Collected data entries:
************

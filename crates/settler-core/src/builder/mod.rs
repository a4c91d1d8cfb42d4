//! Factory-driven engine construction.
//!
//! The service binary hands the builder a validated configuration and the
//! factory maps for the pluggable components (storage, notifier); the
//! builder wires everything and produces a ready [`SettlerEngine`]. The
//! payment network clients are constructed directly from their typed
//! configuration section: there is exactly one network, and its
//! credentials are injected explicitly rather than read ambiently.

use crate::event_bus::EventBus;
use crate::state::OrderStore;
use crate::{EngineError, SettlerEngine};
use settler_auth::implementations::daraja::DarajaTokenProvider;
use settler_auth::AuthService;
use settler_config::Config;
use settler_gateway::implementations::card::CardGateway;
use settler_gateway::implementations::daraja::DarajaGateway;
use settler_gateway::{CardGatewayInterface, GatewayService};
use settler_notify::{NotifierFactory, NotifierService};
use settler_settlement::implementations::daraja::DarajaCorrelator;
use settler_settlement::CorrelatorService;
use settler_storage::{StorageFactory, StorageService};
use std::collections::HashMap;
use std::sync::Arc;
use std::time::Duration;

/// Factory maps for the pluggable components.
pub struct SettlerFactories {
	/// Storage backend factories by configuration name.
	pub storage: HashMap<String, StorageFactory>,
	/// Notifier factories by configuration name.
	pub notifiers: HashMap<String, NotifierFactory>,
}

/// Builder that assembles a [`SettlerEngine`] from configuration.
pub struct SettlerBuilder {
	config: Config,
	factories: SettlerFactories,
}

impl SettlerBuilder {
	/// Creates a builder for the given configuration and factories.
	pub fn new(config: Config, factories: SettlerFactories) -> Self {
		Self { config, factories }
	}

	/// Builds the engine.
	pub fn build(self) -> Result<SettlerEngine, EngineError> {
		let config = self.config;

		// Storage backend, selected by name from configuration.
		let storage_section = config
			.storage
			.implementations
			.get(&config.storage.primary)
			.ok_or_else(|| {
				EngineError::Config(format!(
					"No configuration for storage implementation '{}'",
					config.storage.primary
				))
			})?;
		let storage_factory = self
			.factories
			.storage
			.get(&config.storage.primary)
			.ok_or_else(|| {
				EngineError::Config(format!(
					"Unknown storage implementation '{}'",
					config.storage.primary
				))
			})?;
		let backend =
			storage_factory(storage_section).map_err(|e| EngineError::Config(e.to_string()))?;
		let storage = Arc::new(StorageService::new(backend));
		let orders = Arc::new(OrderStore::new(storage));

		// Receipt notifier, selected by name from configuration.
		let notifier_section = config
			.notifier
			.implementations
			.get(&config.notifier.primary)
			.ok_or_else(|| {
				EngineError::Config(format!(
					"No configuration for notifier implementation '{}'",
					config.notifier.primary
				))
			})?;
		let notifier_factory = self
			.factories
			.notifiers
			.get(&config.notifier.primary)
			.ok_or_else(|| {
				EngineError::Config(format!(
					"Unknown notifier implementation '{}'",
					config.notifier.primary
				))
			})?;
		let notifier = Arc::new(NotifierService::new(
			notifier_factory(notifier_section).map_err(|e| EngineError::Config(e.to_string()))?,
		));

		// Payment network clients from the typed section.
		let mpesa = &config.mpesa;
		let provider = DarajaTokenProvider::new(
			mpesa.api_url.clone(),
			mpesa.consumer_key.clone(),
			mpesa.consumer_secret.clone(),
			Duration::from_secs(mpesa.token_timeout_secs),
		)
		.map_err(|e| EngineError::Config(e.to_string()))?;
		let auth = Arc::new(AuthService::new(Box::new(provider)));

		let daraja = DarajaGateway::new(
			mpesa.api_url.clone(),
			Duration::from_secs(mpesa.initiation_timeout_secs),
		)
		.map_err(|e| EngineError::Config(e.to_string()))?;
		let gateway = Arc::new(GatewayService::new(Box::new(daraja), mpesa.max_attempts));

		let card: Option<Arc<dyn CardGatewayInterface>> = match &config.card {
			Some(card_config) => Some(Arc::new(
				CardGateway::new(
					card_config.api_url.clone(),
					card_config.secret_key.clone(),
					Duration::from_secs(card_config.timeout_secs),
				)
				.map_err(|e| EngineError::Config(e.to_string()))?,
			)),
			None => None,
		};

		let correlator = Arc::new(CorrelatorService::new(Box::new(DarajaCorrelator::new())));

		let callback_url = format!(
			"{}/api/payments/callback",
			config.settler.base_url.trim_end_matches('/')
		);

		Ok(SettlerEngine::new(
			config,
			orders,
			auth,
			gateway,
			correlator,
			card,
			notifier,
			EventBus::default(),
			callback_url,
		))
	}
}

************

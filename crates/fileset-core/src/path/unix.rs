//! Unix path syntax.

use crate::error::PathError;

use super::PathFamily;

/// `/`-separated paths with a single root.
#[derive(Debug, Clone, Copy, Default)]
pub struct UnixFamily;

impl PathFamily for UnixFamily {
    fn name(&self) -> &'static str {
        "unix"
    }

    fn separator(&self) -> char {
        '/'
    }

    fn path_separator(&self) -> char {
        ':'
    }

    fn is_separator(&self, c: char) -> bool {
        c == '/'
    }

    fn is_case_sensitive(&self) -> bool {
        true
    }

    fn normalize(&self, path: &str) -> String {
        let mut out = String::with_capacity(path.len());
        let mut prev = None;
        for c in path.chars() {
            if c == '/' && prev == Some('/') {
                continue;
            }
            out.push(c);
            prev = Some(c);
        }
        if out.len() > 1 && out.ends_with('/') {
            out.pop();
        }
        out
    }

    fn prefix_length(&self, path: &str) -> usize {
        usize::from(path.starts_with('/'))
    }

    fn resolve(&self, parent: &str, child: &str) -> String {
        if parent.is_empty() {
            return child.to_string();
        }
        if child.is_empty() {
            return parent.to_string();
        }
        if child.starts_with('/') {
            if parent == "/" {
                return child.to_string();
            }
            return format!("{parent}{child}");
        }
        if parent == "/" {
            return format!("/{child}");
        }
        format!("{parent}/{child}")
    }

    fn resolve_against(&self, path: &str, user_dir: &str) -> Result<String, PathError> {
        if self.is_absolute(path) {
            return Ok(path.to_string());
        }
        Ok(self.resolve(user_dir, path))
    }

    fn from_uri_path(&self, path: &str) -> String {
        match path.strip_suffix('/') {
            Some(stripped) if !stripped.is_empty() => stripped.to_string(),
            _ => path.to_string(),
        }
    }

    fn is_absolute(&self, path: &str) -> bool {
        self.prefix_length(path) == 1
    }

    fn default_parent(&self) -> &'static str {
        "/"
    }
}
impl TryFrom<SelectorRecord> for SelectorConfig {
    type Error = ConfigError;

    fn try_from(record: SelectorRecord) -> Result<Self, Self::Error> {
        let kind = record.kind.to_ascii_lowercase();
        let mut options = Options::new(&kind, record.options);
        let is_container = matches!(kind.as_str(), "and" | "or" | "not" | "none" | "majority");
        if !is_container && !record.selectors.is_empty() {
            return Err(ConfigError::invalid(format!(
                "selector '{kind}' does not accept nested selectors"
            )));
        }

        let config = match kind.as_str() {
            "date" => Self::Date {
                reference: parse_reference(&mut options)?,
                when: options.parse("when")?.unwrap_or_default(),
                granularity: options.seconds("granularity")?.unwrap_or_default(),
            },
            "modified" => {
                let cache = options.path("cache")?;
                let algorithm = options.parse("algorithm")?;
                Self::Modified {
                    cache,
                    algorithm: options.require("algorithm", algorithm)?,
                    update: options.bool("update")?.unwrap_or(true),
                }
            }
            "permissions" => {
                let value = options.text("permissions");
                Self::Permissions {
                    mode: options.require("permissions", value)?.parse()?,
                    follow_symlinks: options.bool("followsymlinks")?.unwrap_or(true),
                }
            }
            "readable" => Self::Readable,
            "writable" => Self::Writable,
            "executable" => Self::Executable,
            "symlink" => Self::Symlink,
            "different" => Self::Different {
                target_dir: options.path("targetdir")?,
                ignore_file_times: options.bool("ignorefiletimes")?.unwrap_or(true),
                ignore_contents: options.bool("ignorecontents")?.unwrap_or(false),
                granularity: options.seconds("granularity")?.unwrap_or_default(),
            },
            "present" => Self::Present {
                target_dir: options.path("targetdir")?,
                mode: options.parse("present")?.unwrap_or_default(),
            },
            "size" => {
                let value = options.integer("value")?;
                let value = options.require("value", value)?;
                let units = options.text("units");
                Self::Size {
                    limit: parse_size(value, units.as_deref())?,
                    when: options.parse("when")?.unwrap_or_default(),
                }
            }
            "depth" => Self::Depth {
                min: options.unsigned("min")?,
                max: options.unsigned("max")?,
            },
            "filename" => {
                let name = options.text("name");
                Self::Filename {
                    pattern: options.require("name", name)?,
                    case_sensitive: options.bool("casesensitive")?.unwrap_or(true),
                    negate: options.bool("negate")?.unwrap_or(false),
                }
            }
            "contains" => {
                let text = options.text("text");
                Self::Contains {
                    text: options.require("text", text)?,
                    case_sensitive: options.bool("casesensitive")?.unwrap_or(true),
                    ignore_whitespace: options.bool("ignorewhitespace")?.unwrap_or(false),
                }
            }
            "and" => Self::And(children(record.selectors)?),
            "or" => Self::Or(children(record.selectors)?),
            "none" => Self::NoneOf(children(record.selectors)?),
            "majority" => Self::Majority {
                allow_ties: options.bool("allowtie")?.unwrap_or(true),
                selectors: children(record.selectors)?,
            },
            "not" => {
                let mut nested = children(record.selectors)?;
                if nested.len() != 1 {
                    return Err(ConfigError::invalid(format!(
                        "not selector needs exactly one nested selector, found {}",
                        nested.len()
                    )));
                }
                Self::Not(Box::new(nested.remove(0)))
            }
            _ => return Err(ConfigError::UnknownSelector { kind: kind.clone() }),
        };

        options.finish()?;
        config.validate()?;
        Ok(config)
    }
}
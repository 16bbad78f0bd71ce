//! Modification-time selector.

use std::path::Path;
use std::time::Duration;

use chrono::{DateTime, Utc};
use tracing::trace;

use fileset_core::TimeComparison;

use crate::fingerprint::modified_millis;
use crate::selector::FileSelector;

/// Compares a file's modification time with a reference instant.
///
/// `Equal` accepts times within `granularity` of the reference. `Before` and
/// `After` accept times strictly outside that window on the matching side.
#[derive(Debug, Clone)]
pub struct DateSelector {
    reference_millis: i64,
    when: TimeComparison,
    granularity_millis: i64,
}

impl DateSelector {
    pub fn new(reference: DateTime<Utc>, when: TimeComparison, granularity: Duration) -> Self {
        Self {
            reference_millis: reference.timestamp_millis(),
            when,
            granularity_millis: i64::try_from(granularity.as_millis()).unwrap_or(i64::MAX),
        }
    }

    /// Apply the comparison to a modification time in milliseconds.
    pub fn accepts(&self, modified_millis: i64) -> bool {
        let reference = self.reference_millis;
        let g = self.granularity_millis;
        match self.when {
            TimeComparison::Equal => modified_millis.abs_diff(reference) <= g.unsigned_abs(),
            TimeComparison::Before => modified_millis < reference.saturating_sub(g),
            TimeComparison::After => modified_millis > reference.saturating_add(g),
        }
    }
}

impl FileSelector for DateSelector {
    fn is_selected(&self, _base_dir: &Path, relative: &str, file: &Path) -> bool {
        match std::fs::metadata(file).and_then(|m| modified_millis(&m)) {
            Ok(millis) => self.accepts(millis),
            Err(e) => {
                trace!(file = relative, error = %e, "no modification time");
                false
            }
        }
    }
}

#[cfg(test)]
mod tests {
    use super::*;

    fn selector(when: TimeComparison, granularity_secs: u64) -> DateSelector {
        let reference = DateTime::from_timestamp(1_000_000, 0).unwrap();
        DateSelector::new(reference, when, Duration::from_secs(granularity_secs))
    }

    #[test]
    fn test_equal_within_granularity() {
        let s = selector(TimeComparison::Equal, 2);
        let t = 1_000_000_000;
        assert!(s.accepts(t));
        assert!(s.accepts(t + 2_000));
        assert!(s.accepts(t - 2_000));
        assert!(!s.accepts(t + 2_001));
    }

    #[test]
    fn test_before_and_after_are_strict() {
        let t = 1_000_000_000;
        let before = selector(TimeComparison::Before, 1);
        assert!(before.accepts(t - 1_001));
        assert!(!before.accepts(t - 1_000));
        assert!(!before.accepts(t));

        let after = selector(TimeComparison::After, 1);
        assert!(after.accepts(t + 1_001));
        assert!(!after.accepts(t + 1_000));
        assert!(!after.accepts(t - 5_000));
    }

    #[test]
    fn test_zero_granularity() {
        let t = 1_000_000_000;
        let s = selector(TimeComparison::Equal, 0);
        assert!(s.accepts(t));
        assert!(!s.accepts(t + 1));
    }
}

************

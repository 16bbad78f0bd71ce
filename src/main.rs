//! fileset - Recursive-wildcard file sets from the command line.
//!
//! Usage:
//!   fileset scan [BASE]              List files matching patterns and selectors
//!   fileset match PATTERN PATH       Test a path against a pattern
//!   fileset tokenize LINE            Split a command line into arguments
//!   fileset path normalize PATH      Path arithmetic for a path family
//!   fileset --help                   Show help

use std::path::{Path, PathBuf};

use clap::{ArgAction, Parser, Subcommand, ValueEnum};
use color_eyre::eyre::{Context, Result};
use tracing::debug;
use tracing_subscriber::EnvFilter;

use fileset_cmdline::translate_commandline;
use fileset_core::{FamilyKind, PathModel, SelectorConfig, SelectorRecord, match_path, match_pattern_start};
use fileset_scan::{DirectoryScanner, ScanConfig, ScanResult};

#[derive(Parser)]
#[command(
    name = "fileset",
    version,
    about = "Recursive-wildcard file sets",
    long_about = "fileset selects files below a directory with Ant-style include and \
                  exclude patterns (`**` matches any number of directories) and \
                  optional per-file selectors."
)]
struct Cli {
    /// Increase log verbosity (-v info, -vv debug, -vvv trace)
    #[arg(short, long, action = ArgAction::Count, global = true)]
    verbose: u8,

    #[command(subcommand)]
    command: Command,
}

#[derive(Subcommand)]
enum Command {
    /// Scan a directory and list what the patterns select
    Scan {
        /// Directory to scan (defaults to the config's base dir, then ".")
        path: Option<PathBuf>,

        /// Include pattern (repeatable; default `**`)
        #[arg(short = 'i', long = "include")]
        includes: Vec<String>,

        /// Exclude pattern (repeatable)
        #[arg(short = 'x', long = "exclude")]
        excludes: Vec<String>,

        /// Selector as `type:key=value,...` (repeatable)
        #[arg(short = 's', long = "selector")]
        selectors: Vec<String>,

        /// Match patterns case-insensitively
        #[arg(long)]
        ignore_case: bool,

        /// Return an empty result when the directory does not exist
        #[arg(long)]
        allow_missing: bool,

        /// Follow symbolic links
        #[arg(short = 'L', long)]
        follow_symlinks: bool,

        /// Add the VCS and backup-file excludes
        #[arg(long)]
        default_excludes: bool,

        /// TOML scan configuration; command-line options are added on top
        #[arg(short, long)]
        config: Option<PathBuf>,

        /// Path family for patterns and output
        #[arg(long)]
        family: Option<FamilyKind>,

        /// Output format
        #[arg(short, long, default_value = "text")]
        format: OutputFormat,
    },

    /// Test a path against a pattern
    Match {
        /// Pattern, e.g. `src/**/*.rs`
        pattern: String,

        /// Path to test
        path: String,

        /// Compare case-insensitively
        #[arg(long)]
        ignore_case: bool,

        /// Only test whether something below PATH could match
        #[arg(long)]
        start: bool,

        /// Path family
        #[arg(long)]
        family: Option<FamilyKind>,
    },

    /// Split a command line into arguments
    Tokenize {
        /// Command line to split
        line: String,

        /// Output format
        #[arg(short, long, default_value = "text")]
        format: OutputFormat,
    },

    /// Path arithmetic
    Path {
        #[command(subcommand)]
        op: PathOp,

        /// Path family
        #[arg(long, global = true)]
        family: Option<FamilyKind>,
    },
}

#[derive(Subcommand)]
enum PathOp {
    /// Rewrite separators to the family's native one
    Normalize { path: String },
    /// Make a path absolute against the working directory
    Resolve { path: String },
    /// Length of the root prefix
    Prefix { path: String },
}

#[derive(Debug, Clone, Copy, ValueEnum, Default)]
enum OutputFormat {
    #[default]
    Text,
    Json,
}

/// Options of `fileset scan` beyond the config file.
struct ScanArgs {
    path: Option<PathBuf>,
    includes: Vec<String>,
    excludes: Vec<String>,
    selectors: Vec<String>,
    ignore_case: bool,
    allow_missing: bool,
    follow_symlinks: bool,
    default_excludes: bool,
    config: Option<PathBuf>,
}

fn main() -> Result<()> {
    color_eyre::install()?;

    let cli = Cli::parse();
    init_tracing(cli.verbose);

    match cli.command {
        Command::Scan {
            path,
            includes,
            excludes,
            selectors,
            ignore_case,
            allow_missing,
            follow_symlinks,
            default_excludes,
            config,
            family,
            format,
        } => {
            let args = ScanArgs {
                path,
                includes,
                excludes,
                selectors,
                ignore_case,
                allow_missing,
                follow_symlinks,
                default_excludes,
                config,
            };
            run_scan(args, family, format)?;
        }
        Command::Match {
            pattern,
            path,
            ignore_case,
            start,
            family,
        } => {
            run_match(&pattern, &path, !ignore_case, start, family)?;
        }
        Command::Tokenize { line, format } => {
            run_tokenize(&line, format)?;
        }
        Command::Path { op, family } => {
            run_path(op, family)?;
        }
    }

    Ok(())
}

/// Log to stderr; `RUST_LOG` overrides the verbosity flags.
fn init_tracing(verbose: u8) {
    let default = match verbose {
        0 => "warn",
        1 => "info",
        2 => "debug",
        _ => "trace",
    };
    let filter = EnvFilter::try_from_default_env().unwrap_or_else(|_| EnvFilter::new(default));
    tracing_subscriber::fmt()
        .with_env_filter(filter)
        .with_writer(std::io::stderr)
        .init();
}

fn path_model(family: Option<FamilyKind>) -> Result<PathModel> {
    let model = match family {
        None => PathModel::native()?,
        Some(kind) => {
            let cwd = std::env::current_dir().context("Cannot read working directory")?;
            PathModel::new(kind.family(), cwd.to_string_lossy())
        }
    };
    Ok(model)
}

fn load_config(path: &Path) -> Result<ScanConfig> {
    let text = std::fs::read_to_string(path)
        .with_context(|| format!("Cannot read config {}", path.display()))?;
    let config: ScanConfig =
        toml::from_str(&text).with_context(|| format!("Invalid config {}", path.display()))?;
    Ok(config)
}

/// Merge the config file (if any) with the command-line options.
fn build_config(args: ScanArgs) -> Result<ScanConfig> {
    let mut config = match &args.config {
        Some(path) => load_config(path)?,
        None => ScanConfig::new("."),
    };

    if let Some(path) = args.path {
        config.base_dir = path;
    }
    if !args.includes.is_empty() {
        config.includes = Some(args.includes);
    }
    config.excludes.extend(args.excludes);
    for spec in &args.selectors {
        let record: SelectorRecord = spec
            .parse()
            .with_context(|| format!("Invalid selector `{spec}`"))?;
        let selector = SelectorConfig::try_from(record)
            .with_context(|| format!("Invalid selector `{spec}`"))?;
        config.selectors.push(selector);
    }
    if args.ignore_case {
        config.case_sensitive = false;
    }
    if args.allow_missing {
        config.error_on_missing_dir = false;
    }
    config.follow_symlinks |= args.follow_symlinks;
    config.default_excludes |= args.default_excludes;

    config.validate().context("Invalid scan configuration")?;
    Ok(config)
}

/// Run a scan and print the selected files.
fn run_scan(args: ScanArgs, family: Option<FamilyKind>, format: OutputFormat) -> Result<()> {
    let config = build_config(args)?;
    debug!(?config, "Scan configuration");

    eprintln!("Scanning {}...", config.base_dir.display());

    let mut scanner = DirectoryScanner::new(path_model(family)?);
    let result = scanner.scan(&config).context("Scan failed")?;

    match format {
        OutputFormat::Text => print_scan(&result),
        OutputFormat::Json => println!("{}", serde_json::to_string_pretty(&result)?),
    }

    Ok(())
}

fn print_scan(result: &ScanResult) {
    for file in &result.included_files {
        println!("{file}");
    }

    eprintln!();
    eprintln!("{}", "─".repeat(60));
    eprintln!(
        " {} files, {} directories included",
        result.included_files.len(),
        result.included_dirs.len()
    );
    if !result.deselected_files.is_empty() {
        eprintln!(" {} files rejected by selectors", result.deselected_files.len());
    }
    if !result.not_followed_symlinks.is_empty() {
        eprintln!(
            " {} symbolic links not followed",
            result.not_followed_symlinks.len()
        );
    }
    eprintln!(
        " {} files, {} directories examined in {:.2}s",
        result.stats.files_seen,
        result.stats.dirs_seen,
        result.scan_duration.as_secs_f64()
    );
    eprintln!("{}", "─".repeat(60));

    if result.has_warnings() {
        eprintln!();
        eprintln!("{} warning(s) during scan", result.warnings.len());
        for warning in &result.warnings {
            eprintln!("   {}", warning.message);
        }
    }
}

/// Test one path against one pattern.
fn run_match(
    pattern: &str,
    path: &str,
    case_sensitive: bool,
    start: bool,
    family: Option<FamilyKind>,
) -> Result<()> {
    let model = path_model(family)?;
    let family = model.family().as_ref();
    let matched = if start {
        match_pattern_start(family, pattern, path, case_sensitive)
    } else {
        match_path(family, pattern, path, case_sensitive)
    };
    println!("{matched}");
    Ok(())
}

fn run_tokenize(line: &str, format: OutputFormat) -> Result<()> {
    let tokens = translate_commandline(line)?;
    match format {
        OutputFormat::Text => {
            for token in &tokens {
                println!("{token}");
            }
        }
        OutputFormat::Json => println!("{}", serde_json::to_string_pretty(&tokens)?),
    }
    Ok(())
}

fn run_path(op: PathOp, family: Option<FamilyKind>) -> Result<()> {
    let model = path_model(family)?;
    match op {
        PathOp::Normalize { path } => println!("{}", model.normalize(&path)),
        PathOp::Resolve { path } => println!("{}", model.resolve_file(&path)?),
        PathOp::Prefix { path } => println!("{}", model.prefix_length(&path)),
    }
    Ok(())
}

************

> _Exercise instructions_: From the records above, transcribe exactly the run of lines that opens with the line holding "filename crates/settler-core/src/builder/mod.rs" and closes with the line holding "use settler_config::Config;", both included.

> _Answer to this exercise_:
filename crates/settler-core/src/builder/mod.rs
repository a4c91d1d8cfb42d4
//! Factory-driven engine construction.
//!
//! The service binary hands the builder a validated configuration and the
//! factory maps for the pluggable components (storage, notifier); the
//! builder wires everything and produces a ready [`SettlerEngine`]. The
//! payment network clients are constructed directly from their typed
//! configuration section: there is exactly one network, and its
//! credentials are injected explicitly rather than read ambiently.

use crate::event_bus::EventBus;
use crate::state::OrderStore;
use crate::{EngineError, SettlerEngine};
use settler_auth::implementations::daraja::DarajaTokenProvider;
use settler_auth::AuthService;
use settler_config::Config;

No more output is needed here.